WHAT THE TASK ASKS – One number is the whole answer: how many lines of the records include "args".
================
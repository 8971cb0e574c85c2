use crate::firmware::QuantizedTable;
use crate::prelude::{
    StageError, StageInput, StageMetadata, StageOutput, StageResult, TableConfig, TableStage,
};
use crate::table::pool::BufferPool;
use crate::telemetry::log::LogManager;

/// Quantization stage that truncates scaled samples toward zero and emits
/// the finished drive table in its metadata.
pub struct QuantizeStage {
    pool: BufferPool,
    config: Option<TableConfig>,
    logger: LogManager,
}

impl QuantizeStage {
    pub fn new(pool_size: usize) -> Self {
        Self {
            pool: BufferPool::with_capacity(pool_size),
            config: None,
            logger: LogManager::for_stage("quantize"),
        }
    }
}

impl TableStage for QuantizeStage {
    fn initialize(&mut self, config: &TableConfig) -> StageResult<()> {
        self.config = Some(config.clone());
        Ok(())
    }

    fn execute(&mut self, input: StageInput) -> StageResult<StageOutput> {
        let config = self
            .config
            .as_ref()
            .ok_or_else(|| StageError::Internal("stage not initialized".into()))?;

        if input.samples.len() != config.steps {
            return Err(StageError::InvalidInput(format!(
                "expected {} samples, got {}",
                config.steps,
                input.samples.len()
            )));
        }

        let mut buffer = self.pool.checkout(input.samples.len())?;
        let mut values = Vec::with_capacity(input.samples.len());
        for (slot, &sample) in buffer.iter_mut().zip(input.samples.iter()) {
            // Saturating cast; truncation is toward zero.
            let value = sample as i64;
            *slot = value as f64;
            values.push(value);
        }

        let table = QuantizedTable::new(values, config.steps, config.amplitude);
        let entries = table.len();
        self.logger.record(&format!("{} entries", entries));

        let metadata = StageMetadata {
            table: Some(table),
            notes: vec![format!("quantized {} entries", entries)],
            ..Default::default()
        };

        Ok(StageOutput {
            samples: buffer,
            metadata,
        })
    }

    fn cleanup(&mut self) {
        self.pool.reset();
        self.config = None;
    }
}
pub mod log;
pub mod metrics;

pub use self::log::LogManager;
pub use self::metrics::{MetricsRecorder, MetricsSnapshot};
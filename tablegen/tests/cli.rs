use std::process::{Command, Output};

fn run_tablegen(args: &[&str]) -> Output {
    Command::new(env!("CARGO_BIN_EXE_tablegen"))
        .args(args)
        .output()
        .expect("the tablegen binary should spawn")
}

#[test]
fn no_arg_run_prints_only_the_inverted_table() {
    let output = run_tablegen(&[]);
    assert!(output.status.success());

    let stdout = String::from_utf8(output.stdout).expect("stdout should be utf8");
    assert!(stdout.ends_with('\n'));

    let lines: Vec<&str> = stdout.lines().collect();
    assert_eq!(lines.len(), 1, "stdout should carry exactly one line");

    let line = lines[0];
    assert!(line.starts_with("[0, -6, -12"));
    assert!(line.ends_with(']'));

    let values: Vec<i64> = line
        .trim_start_matches('[')
        .trim_end_matches(']')
        .split(", ")
        .map(|entry| entry.parse().expect("every entry should be an integer"))
        .collect();

    assert_eq!(values.len(), 200);
    assert_eq!(values[0], 0);
    assert!(values[100] <= -399);
    assert_eq!(values[199], -6);
    assert!(
        values.iter().all(|&value| value <= 0),
        "only the inverted, non-positive table should be printed"
    );
}

#[test]
fn space_separated_negative_amplitude_is_accepted() {
    let output = run_tablegen(&["--amplitude", "-250"]);
    assert!(output.status.success());

    let stdout = String::from_utf8(output.stdout).expect("stdout should be utf8");
    assert!(stdout.starts_with("[0, 3, 7"));

    let values: Vec<i64> = stdout
        .trim_end()
        .trim_start_matches('[')
        .trim_end_matches(']')
        .split(", ")
        .map(|entry| entry.parse().expect("every entry should be an integer"))
        .collect();

    assert_eq!(values.len(), 200);
    assert!(values[100] >= 249, "the inverted pass should flip -250 back");
}

#[test]
fn negative_dither_fails_with_the_domain_error() {
    let output = run_tablegen(&["--dither", "-0.5"]);
    assert!(!output.status.success());

    let stdout = String::from_utf8(output.stdout).expect("stdout should be utf8");
    assert!(stdout.is_empty(), "no table should be printed on failure");

    let stderr = String::from_utf8(output.stderr).expect("stderr should be utf8");
    assert!(stderr.contains("dither must be non-negative"));
}
pub mod profile;
use crate::math::spectrum::SpectrumAnalyzer;
use crate::prelude::{
    StageError, StageInput, StageMetadata, StageOutput, StageResult, TableConfig, TableStage,
};
use crate::table::pool::BufferPool;
use crate::telemetry::log::LogManager;

/// Diagnostic stage reporting where a finished table's energy sits.
///
/// A half-period sine table is single-signed, so its mean dominates and the
/// reported bin is 0. The samples pass through untouched.
pub struct SpectrumStage {
    pool: BufferPool,
    analyzer: Option<SpectrumAnalyzer>,
    logger: LogManager,
}

impl SpectrumStage {
    pub fn new(pool_size: usize) -> Self {
        Self {
            pool: BufferPool::with_capacity(pool_size),
            analyzer: None,
            logger: LogManager::for_stage("spectrum"),
        }
    }
}

impl TableStage for SpectrumStage {
    fn initialize(&mut self, config: &TableConfig) -> StageResult<()> {
        self.analyzer = Some(SpectrumAnalyzer::new(config.steps.max(1)));
        Ok(())
    }

    fn execute(&mut self, input: StageInput) -> StageResult<StageOutput> {
        let analyzer = self
            .analyzer
            .as_ref()
            .ok_or_else(|| StageError::Internal("analyzer not configured".into()))?;

        let mut buffer = self.pool.checkout(input.samples.len())?;
        buffer.copy_from_slice(&input.samples);

        let metadata = if buffer.is_empty() {
            StageMetadata {
                notes: vec!["empty table, spectrum skipped".to_string()],
                ..Default::default()
            }
        } else {
            let magnitudes = analyzer.magnitudes(&buffer);
            match SpectrumAnalyzer::dominant_bin(&magnitudes) {
                Some((bin, magnitude)) => {
                    self.logger
                        .record(&format!("dominant bin {} magnitude {:.1}", bin, magnitude));
                    StageMetadata {
                        dominant_bin: Some(bin),
                        notes: vec![format!("dominant bin {} magnitude {:.1}", bin, magnitude)],
                        ..Default::default()
                    }
                }
                None => StageMetadata {
                    notes: vec!["empty spectrum".to_string()],
                    ..Default::default()
                },
            }
        };

        Ok(StageOutput {
            samples: buffer,
            metadata,
        })
    }

    fn cleanup(&mut self) {
        self.pool.reset();
        self.analyzer = None;
    }
}
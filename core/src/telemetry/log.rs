use log::info;

/// Stage-scoped logger that prefixes every record with the stage name.
pub struct LogManager {
    stage: &'static str,
}

impl LogManager {
    pub fn for_stage(stage: &'static str) -> Self {
        Self { stage }
    }

    pub fn record(&self, message: &str) {
        info!("{}: {}", self.stage, message);
    }
}
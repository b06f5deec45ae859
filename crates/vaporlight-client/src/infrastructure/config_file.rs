//! TOML config file loading for the client.
//!
//! The file is optional.  A missing file yields [`ClientConfig::default`], so
//! a first run with everything on the command line needs no setup.  Fields
//! absent from the file take their serde defaults.
//!
//! ```toml
//! host = "ledwall.local"
//! token = "my sixteen bytes"
//! leds = 150
//! ```

use std::path::{Path, PathBuf};

use thiserror::Error;
use tracing::debug;

use crate::domain::config::ClientConfig;

/// Error type for configuration file operations.
#[derive(Debug, Error)]
pub enum ConfigFileError {
    /// A file system I/O error occurred.
    #[error("I/O error accessing config at {path}: {source}")]
    Io {
        path: PathBuf,
        #[source]
        source: std::io::Error,
    },

    /// The TOML content could not be parsed.
    #[error("failed to parse config TOML: {0}")]
    Parse(#[from] toml::de::Error),

    /// The config could not be serialized to TOML.
    #[error("failed to serialize config: {0}")]
    Serialize(#[from] toml::ser::Error),
}

/// Loads a [`ClientConfig`] from `path`, returning the defaults if the file
/// does not exist.
///
/// # Errors
///
/// Returns [`ConfigFileError::Io`] for file-system errors other than "not
/// found", and [`ConfigFileError::Parse`] if the TOML is malformed.
pub fn load_config(path: &Path) -> Result<ClientConfig, ConfigFileError> {
    match std::fs::read_to_string(path) {
        Ok(content) => {
            let cfg: ClientConfig = toml::from_str(&content)?;
            debug!("loaded config from {}", path.display());
            Ok(cfg)
        }
        Err(e) if e.kind() == std::io::ErrorKind::NotFound => {
            debug!("no config at {}; using defaults", path.display());
            Ok(ClientConfig::default())
        }
        Err(source) => Err(ConfigFileError::Io {
            path: path.to_path_buf(),
            source,
        }),
    }
}

/// Writes `config` to `path`, creating parent directories as needed.
///
/// # Errors
///
/// Returns [`ConfigFileError::Io`] for file-system failures or
/// [`ConfigFileError::Serialize`] if serialization fails.
pub fn save_config(path: &Path, config: &ClientConfig) -> Result<(), ConfigFileError> {
    if let Some(dir) = path.parent().filter(|d| !d.as_os_str().is_empty()) {
        std::fs::create_dir_all(dir).map_err(|source| ConfigFileError::Io {
            path: dir.to_path_buf(),
            source,
        })?;
    }

    let content = toml::to_string_pretty(config)?;
    std::fs::write(path, content).map_err(|source| ConfigFileError::Io {
        path: path.to_path_buf(),
        source,
    })
}

// ── Tests ─────────────────────────────────────────────────────────────────────

#[cfg(test)]
mod tests {
    use super::*;

    #[test]
    fn test_missing_file_yields_defaults() {
        let dir = tempfile::tempdir().expect("tempdir");
        let cfg = load_config(&dir.path().join("absent.toml")).expect("load");
        assert_eq!(cfg, ClientConfig::default());
    }

    #[test]
    fn test_load_reads_fields_from_file() {
        // Arrange
        let dir = tempfile::tempdir().expect("tempdir");
        let path = dir.path().join("vaporlight.toml");
        std::fs::write(&path, "host = \"10.0.0.7\"\nspeed = 9\ntoken = \"abc\"\n").unwrap();

        // Act
        let cfg = load_config(&path).expect("load");

        // Assert
        assert_eq!(cfg.host, "10.0.0.7");
        assert_eq!(cfg.speed, 9);
        assert_eq!(cfg.token.as_deref(), Some("abc"));
        assert_eq!(cfg.port, 7534);
    }

    #[test]
    fn test_malformed_toml_is_parse_error() {
        let dir = tempfile::tempdir().expect("tempdir");
        let path = dir.path().join("bad.toml");
        std::fs::write(&path, "port = \"not a number\"").unwrap();

        assert!(matches!(load_config(&path), Err(ConfigFileError::Parse(_))));
    }

    #[test]
    fn test_directory_path_is_io_error() {
        let dir = tempfile::tempdir().expect("tempdir");
        assert!(matches!(load_config(dir.path()), Err(ConfigFileError::Io { .. })));
    }

    #[test]
    fn test_save_then_load_round_trips() {
        let dir = tempfile::tempdir().expect("tempdir");
        let path = dir.path().join("nested").join("vaporlight.toml");
        let cfg = ClientConfig {
            host: "ledwall.local".to_string(),
            token: Some("secret".to_string()),
            leds: 300,
            ..ClientConfig::default()
        };

        save_config(&path, &cfg).expect("save");

        assert_eq!(load_config(&path).expect("load"), cfg);
    }
}
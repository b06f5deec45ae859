//! Domain value types for Vaporlight.
//!
//! Nothing in here performs I/O.  The types describe *what* a client wants a
//! LED to look like; [`crate::protocol`] decides how that becomes bytes.

/// 8-bit and 16-bit RGBA colours.
pub mod color;

/// The 16-bit LED address.
pub mod led;
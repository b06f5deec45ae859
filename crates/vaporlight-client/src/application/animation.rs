//! Animations drive a [`Controller`] in a loop.
//!
//! Any type implementing [`Animation`] can be handed to [`crate::run`].  It
//! receives an authenticated controller, the number of LEDs and a [`Speed`],
//! and is expected to keep sending frames until something fails.  How speed
//! maps to timing is entirely the animation's business.
//!
//! # The frame pattern
//!
//! ```text
//! for each LED: set_*(index, colour)     -- staged, not yet visible
//! strobe()                               -- all staged updates appear at once
//! sleep(speed.frame_interval())
//! ```

use std::io::Write;
use std::thread;

use tracing::{debug, info};
use vaporlight_core::{Color, Rgba8};

use crate::domain::config::Speed;
use crate::infrastructure::controller::{Controller, ControllerError};

/// A procedure that drives a controller.
pub trait Animation {
    /// Runs the animation.
    ///
    /// Endless animations only return on error.
    ///
    /// # Errors
    ///
    /// Whatever the controller reports; animations do not retry.
    fn animate<W: Write>(
        &mut self,
        controller: &mut Controller<W>,
        led_count: u16,
        speed: Speed,
    ) -> Result<(), ControllerError>;
}

/// Maps a position on a 256-step colour wheel to an opaque colour.
///
/// The wheel goes red → green → blue → red, with two channels cross-fading
/// in each third and the third channel off.
///
/// ```rust
/// use vaporlight_client::wheel;
/// use vaporlight_core::Rgba8;
///
/// assert_eq!(wheel(0), Rgba8::rgb(0, 255, 0));
/// assert_eq!(wheel(85), Rgba8::rgb(255, 0, 0));
/// assert_eq!(wheel(170), Rgba8::rgb(0, 0, 255));
/// ```
pub fn wheel(pos: u8) -> Rgba8 {
    match pos {
        0..=84 => Rgba8::rgb(pos * 3, 255 - pos * 3, 0),
        85..=169 => {
            let p = pos - 85;
            Rgba8::rgb(255 - p * 3, 0, p * 3)
        }
        _ => {
            let p = pos - 170;
            Rgba8::rgb(0, p * 3, 255 - p * 3)
        }
    }
}

/// A rainbow that rotates along the strip.
///
/// Every LED is first blanked one by one (set black, strobe).  After that,
/// each frame spreads the full colour wheel over all LEDs and shifts it one
/// step further than the previous frame.
#[derive(Debug, Clone, Default)]
pub struct Rainbow {
    frame_limit: Option<u64>,
    offset: u8,
}

impl Rainbow {
    /// An endless rainbow.
    pub fn new() -> Self {
        Self::default()
    }

    /// A rainbow that stops after `frames` frames.
    pub fn with_frame_limit(frames: u64) -> Self {
        Self {
            frame_limit: Some(frames),
            offset: 0,
        }
    }

    /// Wheel position for LED `index` of `led_count` at the current offset.
    fn hue(&self, index: u16, led_count: u16) -> u8 {
        let spread = u32::from(index) * 256 / u32::from(led_count);
        (spread as u8).wrapping_add(self.offset)
    }

    fn blank<W: Write>(controller: &mut Controller<W>, led_count: u16) -> Result<(), ControllerError> {
        for index in 0..led_count {
            controller.set(index, Color::Rgb8 { r: 0, g: 0, b: 0 })?;
            controller.strobe()?;
        }
        Ok(())
    }

    fn frame<W: Write>(&mut self, controller: &mut Controller<W>, led_count: u16) -> Result<(), ControllerError> {
        self.offset = self.offset.wrapping_add(1);
        for index in 0..led_count {
            controller.set_rgba8(index, wheel(self.hue(index, led_count)))?;
        }
        controller.strobe()
    }
}

impl Animation for Rainbow {
    fn animate<W: Write>(
        &mut self,
        controller: &mut Controller<W>,
        led_count: u16,
        speed: Speed,
    ) -> Result<(), ControllerError> {
        let interval = speed.frame_interval();
        info!(led_count, speed = speed.get(), ?interval, "starting rainbow");

        Self::blank(controller, led_count)?;

        let mut frames = 0u64;
        while self.frame_limit.map_or(true, |limit| frames < limit) {
            self.frame(controller, led_count)?;
            frames += 1;
            thread::sleep(interval);
        }

        debug!(frames, "rainbow reached its frame limit");
        Ok(())
    }
}

// ── Tests ─────────────────────────────────────────────────────────────────────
================
SOLUTION TO THIS TASK – 2